BRIEF: Check every line below, and copy those that include "Lowest".

Dataset entries
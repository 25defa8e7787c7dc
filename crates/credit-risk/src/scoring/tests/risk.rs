use crate::scoring::risk::{CreditDecision, RiskAssessment, RiskSegment};

fn assess(probability: f64) -> (CreditDecision, RiskSegment) {
    let assessment = RiskAssessment::from_probability(probability);
    assert_eq!(assessment.probability_of_default, probability);
    (assessment.decision, assessment.segment)
}

#[test]
fn threshold_boundaries_match_the_scoring_contract() {
    assert_eq!(assess(0.53), (CreditDecision::Good, RiskSegment::Medium));
    assert_eq!(assess(0.54), (CreditDecision::Bad, RiskSegment::Medium));
    assert_eq!(assess(0.39), (CreditDecision::Good, RiskSegment::Low));
    assert_eq!(assess(0.70), (CreditDecision::Bad, RiskSegment::High));
}

#[test]
fn segment_floors_are_inclusive() {
    assert_eq!(RiskSegment::from_probability(0.4), RiskSegment::Medium);
    assert_eq!(RiskSegment::from_probability(0.399_999), RiskSegment::Low);
    assert_eq!(RiskSegment::from_probability(0.699_999), RiskSegment::Medium);
    assert_eq!(RiskSegment::from_probability(0.7), RiskSegment::High);
}

#[test]
fn extremes_are_scored() {
    assert_eq!(assess(0.0), (CreditDecision::Good, RiskSegment::Low));
    assert_eq!(assess(1.0), (CreditDecision::Bad, RiskSegment::High));
}

#[test]
fn labels_match_dashboard_wording() {
    let json = serde_json::to_value(RiskAssessment::from_probability(0.8)).expect("serializes");
    assert_eq!(json["decision"], "BAD");
    assert_eq!(json["segment"], "High");
    assert_eq!(CreditDecision::Good.to_string(), "GOOD");
}
use std::fmt;

use serde::{Deserialize, Serialize};

/// Probability at or above which an applicant is classified BAD.
pub const DEFAULT_PROBABILITY_THRESHOLD: f64 = 0.54;
/// Lowest probability in the Medium segment.
pub const MEDIUM_RISK_FLOOR: f64 = 0.4;
/// Lowest probability in the High segment.
pub const HIGH_RISK_FLOOR: f64 = 0.7;

#[derive(Debug, Clone, Copy, PartialEq, Eq, Hash, Serialize, Deserialize)]
#[serde(rename_all = "UPPERCASE")]
pub enum CreditDecision {
    Good,
    Bad,
}

impl CreditDecision {
    pub const fn label(self) -> &'static str {
        match self {
            Self::Good => "GOOD",
            Self::Bad => "BAD",
        }
    }
}

impl fmt::Display for CreditDecision {
    fn fmt(&self, f: &mut fmt::Formatter<'_>) -> fmt::Result {
        f.write_str(self.label())
    }
}

#[derive(Debug, Clone, Copy, PartialEq, Eq, PartialOrd, Ord, Hash, Serialize, Deserialize)]
pub enum RiskSegment {
    Low,
    Medium,
    High,
}

impl RiskSegment {
    pub const fn label(self) -> &'static str {
        match self {
            Self::Low => "Low",
            Self::Medium => "Medium",
            Self::High => "High",
        }
    }

    pub fn from_probability(probability: f64) -> Self {
        if probability < MEDIUM_RISK_FLOOR {
            Self::Low
        } else if probability < HIGH_RISK_FLOOR {
            Self::Medium
        } else {
            Self::High
        }
    }
}

impl fmt::Display for RiskSegment {
    fn fmt(&self, f: &mut fmt::Formatter<'_>) -> fmt::Result {
        f.write_str(self.label())
    }
}

/// Decision and segment for one probability of default.
#[derive(Debug, Clone, Copy, PartialEq, Serialize, Deserialize)]
pub struct RiskAssessment {
    pub probability_of_default: f64,
    pub decision: CreditDecision,
    pub segment: RiskSegment,
}

impl RiskAssessment {
    pub fn from_probability(probability_of_default: f64) -> Self {
        let decision = if probability_of_default >= DEFAULT_PROBABILITY_THRESHOLD {
            CreditDecision::Bad
        } else {
            CreditDecision::Good
        };

        Self {
            probability_of_default,
            decision,
            segment: RiskSegment::from_probability(probability_of_default),
        }
    }
}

SOLUTION TO THIS EXERCISE:
/// Lowest probability in the Medium segment.
/// Lowest probability in the High segment.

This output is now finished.